September 19, 2018
Maya Rodale knows a lot about romance.
In addition to being the best-selling author of over 15 romance novels, Rodale reviews the genre for NPR Books and turned her master’s thesis into nonfiction title Dangerous Books for Girls: The Bad Reputation of Romance Novels, Explained. But when I sat down with Rodale in the midst of the busy Romance Writers of America Conference in Denver in July, she was on the verge of shaking things up — preparing to release her first novel set in the Gilded Age, Duchess by Design, this October.
Rodale’s in good company as the genre itself continues to evolve and shift with contemporary culture, increasingly finding new ways to convey consent and address gender roles, harassment, and more on the page. It’s something Rodale was keen to do with her new heroine, Adeline Black, a fashionable dressmaker in Gilded Age New York who puts pockets in her dresses — considered a subversive act at the time.
Rodale chatted all this and more with EW, as well as shared an exclusive excerpt of the novel’s first chapter, which can be read after the cover jump.
ENTERTAINMENT WEEKLY: You came to romance a bit late in undergrad, but then wrote your graduate thesis on the genre — how’d you make that jump?
MAYA RODALE: Most readers start reading romance when they’re like 12, and they steal it from their moms. I was at NYU majoring in women in fiction as writers and characters, an NYU interdisciplinary major, and my mom was reading romances at the time. She was like, “You can’t get that degree without reading the most popular and profitable books by women and for women ever.” I laughed at her, and I was like, “Those are stupid books for stupid people.” I’m reading Ulysses. But she persisted, and I was like “Fine, give me a syllabus,” and she did. They’re wonderful stories, so of course, I started devouring everything I could get my hands on. But the question of how I knew to laugh when she told me to read them stuck with me. I didn’t know anyone who read them. I didn’t have any actual interaction with romance readers. Where did this come from? They’re not talked about in school at all. How did I even know what a romance novel was? I started researching it more in my graduate degree. I was reading a lot about the invention of the novel, and the publishing industry over the years, formulating this idea of how I knew to laugh when we talk about romance novels. Also, why they’re actually not stupid books for stupid women and how they’re the most subversive, empowering things, even when they promote questionable stories or values or whatever. My mom made me do it is the short answer.

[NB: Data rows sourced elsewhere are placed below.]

use crate::{Pretzel, parse_pretzel};

/// Parse a pretzel from braid or letter notation, panicking on malformed input.
pub fn pretzel(input: &str) -> Pretzel {
    parse_pretzel(input).unwrap_or_else(|e| panic!("bad test pretzel '{input}': {e}"))
}

/// Route `log` output through the test harness, one coloured line per record.
///
/// Safe to call from every test; only the first call installs the logger.
pub fn init_test_logger() {
    use std::io::Write as _;
    let _ = env_logger::builder()
        .is_test(true)
        .filter_level(log::LevelFilter::Debug)
        .parse_default_env()
        .format(|buf, record| {
            // Ansi256 ref: https://hexdocs.pm/color_palette/ansi_color_codes.html
            let bg = anstyle::Ansi256Color(236);
            let level_style = buf
                .default_level_style(record.level())
                .bg_color(Some(bg.into()));
            let location = anstyle::Ansi256Color(250).on(bg);

            // Drop the crate prefix, "seifert::simplify" reads as "simplify".
            let module = record
                .module_path()
                .and_then(|m| m.rsplit("::").next())
                .unwrap_or("?");
            writeln!(
                buf,
                "{level_style}{:<5}{level_style:#}{location} {}:{} {location:#} {}",
                record.level(),
                module,
                record.line().unwrap_or(0),
                record.args()
            )
        })
        .try_init();
}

A lot of your books have direct pop culture ties – have you always been an avid film and television watcher? Why turn to that for story inspiration?
I’m always interested in [the idea that] it’s a book set then, but it’s about us now. They’re [an] escape, but we’re always looking to stories to tell us about ourselves and the world we live in. Bringing pop culture to historical romance is the most natural thing in the world. It makes it relevant and interesting and refreshing to me. I write Gilded Age now, and I love it because the time period allows me to historically accurate but still incorporate what’s happening now in a much more authentic and genuine way.

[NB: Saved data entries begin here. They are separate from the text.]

use std::sync::LazyLock;

use regex::Regex;
use snafu::{OptionExt, ensure};

use crate::{
    EvenTwistSnafu, NumberOutOfRangeSnafu, Pretzel, SeifertError, Twist,
    UnrecognisedNotationSnafu, ZeroStrandSnafu,
};

static BRAID_NOTATION: LazyLock<Regex> =
    LazyLock::new(|| Regex::new(r"^\s*(?:[+-]?[0-9]+\s*)*$").unwrap());
static BRAID_ITEM: LazyLock<Regex> = LazyLock::new(|| Regex::new(r"[+-]?[0-9]+").unwrap());

static PRETZEL_NOTATION: LazyLock<Regex> =
    LazyLock::new(|| Regex::new(r"^\s*(?:[A-Za-z]\s*(?:[+-]?[0-9]+)?\s*)+$").unwrap());
static PRETZEL_ITEM: LazyLock<Regex> =
    LazyLock::new(|| Regex::new(r"([A-Za-z])\s*([+-]?[0-9]+)?").unwrap());

/// Largest strand index accepted in braid notation.
///
/// Strand indices size per-strand tables during analysis, so larger ones are rejected with
/// `NumberOutOfRange` rather than allocated.
pub const MAX_STRAND: usize = 65_536;

/// Parse a braid or pretzel from text.
///
/// Two notations are accepted:
///
/// - Braid notation: whitespace separated non-zero integers, where `n` stands for the crossing
///   `(|n|, sign(n))`, e.g. `"1 2 -1"`. Strands are limited to [`MAX_STRAND`].
/// - Letter notation: a sequence of letters, each optionally followed by a signed odd twist
///   count, e.g. `"AbAb"` or `"A1b3B15"`. The letters `A` to `Z` name strands 1 to 26, and a
///   lower case letter negates the count. A letter without a count is a simple crossing.
///
/// Empty or blank input is the empty pretzel.
pub fn parse_pretzel(input: &str) -> Result<Pretzel, SeifertError> {
    if BRAID_NOTATION.is_match(input) {
        BRAID_ITEM
            .find_iter(input)
            .map(|m| parse_braid_item(m.as_str()))
            .collect()
    } else if PRETZEL_NOTATION.is_match(input) {
        PRETZEL_ITEM
            .captures_iter(input)
            .map(|caps| {
                let letter = caps[1].chars().next().unwrap_or_default();
                parse_pretzel_item(letter, caps.get(2).map(|m| m.as_str()))
            })
            .collect()
    } else {
        UnrecognisedNotationSnafu { input }.fail()
    }
}

fn parse_int(text: &str) -> Result<i64, SeifertError> {
    text.parse::<i64>()
        .ok()
        .context(NumberOutOfRangeSnafu { text })
}

fn parse_braid_item(text: &str) -> Result<Twist, SeifertError> {
    let n = parse_int(text)?;
    ensure!(n != 0, ZeroStrandSnafu);
    let strand = usize::try_from(n.unsigned_abs())
        .ok()
        .filter(|&s| s <= MAX_STRAND)
        .context(NumberOutOfRangeSnafu { text })?;
    Ok(Twist::new(strand, if n < 0 { -1 } else { 1 }))
}

fn parse_pretzel_item(letter: char, count: Option<&str>) -> Result<Twist, SeifertError> {
    let (strand, sign) = if letter.is_ascii_uppercase() {
        (letter as usize - 'A' as usize + 1, 1)
    } else {
        (letter as usize - 'a' as usize + 1, -1)
    };

    let count = match count {
        Some(text) => parse_int(text)?,
        None => 1,
    };
    ensure!(count % 2 != 0, EvenTwistSnafu { strand, count });

    let signed = sign * count;
    let count = i32::try_from(signed)
        .ok()
        .context(NumberOutOfRangeSnafu {
            text: signed.to_string(),
        })?;
    Ok(Twist::new(strand, count))
}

Speaking of moving to the Gilded Age from Regency, what made you want do that?
I probably shouldn’t say this, but I got tired of the Regency and trying to fit characters and storylines into a time period that wasn’t the most natural fit. And it’s like 20 minutes in the span of human history. It’s wonderful and I still read it and love it and may go back to it, but I’ve written 15 or something Regencies, and I was ready for a new challenge. I still have a duke. He’s a very different duke because he’s in such a different time period where you’re not the most powerful anymore. Your title is not enough in this world — you have to make something of yourself to be worthy of this heroine and this title of hero. I found myself writing more of a story where the hero transforms dramatically. We talk a lot about the heroine transforming in her story, but what if she’s just awesome from page one? What if the story is everyone else realizing it, not her coming into her own?
So this era grants more opportunities and independence for heroines?
Yeah. She’s a seamstress from the Lower East Side tenements, and she aspires to be a dressmaker. I could have done that in the Regency, but there was a little more mobility and fluidity and acceptance of a woman making her own business. The other aspect is there’s a secret ladies club, the Ladies of Liberty. They’re a mix of female entrepreneurs or society women, and they come together to advance women’s interests, individually or collectively. That’s so Gilded Age. It’s when the women’s club movement started; it’s the progressive era; it’s suffrage. The idea of women forming a club to help other women is so historically accurate to the Gilded Age, but it’s also so the spirit of now.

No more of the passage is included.